Я попытался обдумать услышанное.
– Ты хочешь сказать…
– Что существует причинная связь. Вне всякого сомнения.
Пришлось нахмуриться, чтобы со стороны казалось: я всерьез заинтересован. Пылающие глаза Никки прожигали насквозь.
– Что же происходит?
Мой приятель только и ждал этого вопроса.
– А происходит следующее: насаждение феодализма полностью соответствует почерку дьявола.
– Знаешь, на что это похоже? – Жест Никки получился весьма выразительным. – На стимулирование деградации человека посредством простого развращения Адама и Евы. Чем больше стран и народов живут по единым законам и правилам, тем легче дьявольским силам установить контроль над миром: для этого достаточно подчинить себе одну-единственную душу. Ну или, применимо к Совету министров Евросоюза, пару сотен душ. Так что попытки некоторых членов правительства склонить нас к интеграции означают, что они продались сатане и действуют по его воле.
Я еще раз напряг извилины.
– А при чем тут цены на акции?
– Это сатанинская награда за послушание. Всякий раз, когда его рабам удается приблизить план к завершению, он увеличивает стоимость их акций, таким образом создавая давно обещанный рай на Земле.
Приятель не сводил с меня глаз, явно ожидая какой-то реакции.
– Ну, Никки, не знаю… – тянул время я. – Индекс Лондонской биржи – показатель довольно сложный, верно? Зависит от огромного множества компаний, компании – от директоров, директора – от бизнес- планов… Плюс еще инвесторы со своими корыстными целями…

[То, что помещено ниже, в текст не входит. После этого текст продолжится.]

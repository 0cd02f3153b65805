// Pokemon Tournament Schema - Shared type definitions
// This crate holds the static enums and template types shared between the
// battle engine and its content catalog (`data/catalog.ron`).

pub use catalog_types::*;
pub use effect::*;
pub use element::*;

pub mod catalog_types;
pub mod effect;
pub mod element;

– Мать твою, Фикс! – разозлился Никки. – Конечно, показатель сложный! Я же не говорю, что индекс поднимается или падает по мановению руки дьявола! Сатана действует не сам, а через ставленников. Отсюда и временная разница амплитудных скачков. Работай дьявольская система без сучка без задоринки, результат был бы моментальным, согласен? Так что ты только подтверждаешь мою правоту.
– Ну, мне бы хотелось еще раз все обдумать, – осторожно сказал я, присаживаясь на столик, где стоял принтер. Модель хоть и лазерная, но старая и громоздкая, так что ягодицы пришлось уместить буквально на нескольких квадратных сантиметрах. – Никки, я хочу попросить об одолжении.

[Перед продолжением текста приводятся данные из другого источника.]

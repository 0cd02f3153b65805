use crate::creature::Creature;
use schema::{Color, Effect, Element};
use serde::{Deserialize, Serialize};
use std::fmt;

/// A named action with one effect on its user and one on its target.
#[derive(Debug, Clone, PartialEq, Serialize, Deserialize)]
pub struct Ability {
    pub name: String,
    pub element: Element,
    pub effect_on_self: Effect,
    pub effect_on_target: Effect,
    /// Heals, stuns and mutual damage. The owning creature never uses two in a row.
    pub is_special: bool,
}

/// What happened when a creature took its turn.
#[derive(Debug, Clone, PartialEq, Eq, Serialize, Deserialize)]
pub enum Narrative {
    Used {
        actor: String,
        ability: String,
        element: Element,
    },
    Stunned {
        actor: String,
    },
}

impl Narrative {
    pub fn actor(&self) -> &str {
        match self {
            Narrative::Used { actor, .. } | Narrative::Stunned { actor } => actor,
        }
    }

    /// The ability used, if the actor was not stunned.
    pub fn ability(&self) -> Option<&str> {
        match self {
            Narrative::Used { ability, .. } => Some(ability),
            Narrative::Stunned { .. } => None,
        }
    }
}

impl fmt::Display for Narrative {
    fn fmt(&self, f: &mut fmt::Formatter<'_>) -> fmt::Result {
        match self {
            Narrative::Used { actor, ability, .. } => write!(f, "{} used {}", actor, ability),
            Narrative::Stunned { actor } => write!(f, "{} is stunned", actor),
        }
    }
}

impl Ability {
    pub fn new(
        name: impl Into<String>,
        element: Element,
        effect_on_self: Effect,
        effect_on_target: Effect,
        is_special: bool,
    ) -> Self {
        Self {
            name: name.into(),
            element,
            effect_on_self,
            effect_on_target,
            is_special,
        }
    }

    /// A plain attack: no effect on the user, `damage` on the target.
    pub fn attack(name: impl Into<String>, element: Element, damage: i8) -> Self {
        Self::new(name, element, Effect::none(), Effect::new(damage, false), false)
    }

    pub fn color(&self) -> Color {
        self.element.color()
    }

    /// Life `target` ends up with after `effect` is applied by an actor of the given strength.
    ///
    /// Heals and hits on the ability's weakness bypass defence; everything else is
    /// divided by the target's defence. The fractional part is truncated toward zero
    /// and the result clamped to `0..=255`.
    pub fn new_life_value(&self, effect: &Effect, strength: f32, target: &Creature) -> u8 {
        let raw = f32::from(effect.life_delta()) * strength;
        let full_effect = if target.weak_to == self.element || effect.is_heal() {
            raw
        } else {
            raw / target.defence
        };

        let life_after_effect = i32::from(target.life) + full_effect as i32;
        life_after_effect.clamp(0, i32::from(u8::MAX)) as u8
    }

    /// Resolves this ability from `acting` onto `target`.
    ///
    /// A stunned actor loses the turn instead and shakes off the stun.
    pub fn execute(&self, acting: &mut Creature, target: &mut Creature) -> Narrative {
        if acting.stunned {
            acting.stunned = false;
            tracing::debug!(actor = %acting.name, "stunned, turn skipped");
            return Narrative::Stunned {
                actor: acting.name.clone(),
            };
        }

        let strength = acting.strength;

        acting.life = self.new_life_value(&self.effect_on_self, strength, acting);
        acting.stunned = self.effect_on_self.stuns();

        target.life = self.new_life_value(&self.effect_on_target, strength, target);
        target.stunned = self.effect_on_target.stuns();

        tracing::debug!(
            actor = %acting.name,
            ability = %self.name,
            target = %target.name,
            actor_life = acting.life,
            target_life = target.life,
            "ability resolved"
        );

        Narrative::Used {
            actor: acting.name.clone(),
            ability: self.name.clone(),
            element: self.element,
        }
    }
}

– В чем дело? – Мой приятель тут же стал подозрительным. Он отлично понимает, что я пришел не нюхать вино и болтать, но никак не может смириться с тем, что отношения у нас, по сути, коммерческие.
– Мне тут работа подвернулась.
– Какая работа?
– Обычная.
Никки взял со стола бутылку и с явным вызовом стал рассматривать этикетку. Урожай 1997 года, дешевым это вино точно не назовешь.
– Мне казалось, ты бросил громить призраков.
– Я снова начал.
– Понятно. – Вино если и умаслило Никки, то ненадолго. – Понадобятся еще две таких бутылки. А еще, помнится, ты рассказывал, что у какого-то парня с Портобелло-роуд есть Эл Боули и Джеймс Рис Юроп на одной пластинке Берлинера?
Я поморщился.
– Да, рассказывал, но знаешь, я в правительство не вхожу, так что дьявол индекс моих акций вверх не тянет. Или вино, или пластинка, а не все вместе.
Никки изобразил обиженную несговорчивость.
– И что ты ищешь?
– Молодую женщину. Возрастом чуть за двадцать. Темноволосую. Из России или Восточной Европы. Убитую в районе Юстона. Ну, она была убита или трагически погибла, но в результате насилия и внезапно.
– Временной промежуток?
– Даже не знаю… Летом. В июле – августе.
– Поздравляю, Фикс! – фыркнул Никки. – Менее точных сведений ты мне еще не давал. Ну, подкинь еще что-нибудь! Цвет глаз? Телосложение? Особые приметы?
Вспомнилась туманная красная вуаль, застилавшая пол лица призрака.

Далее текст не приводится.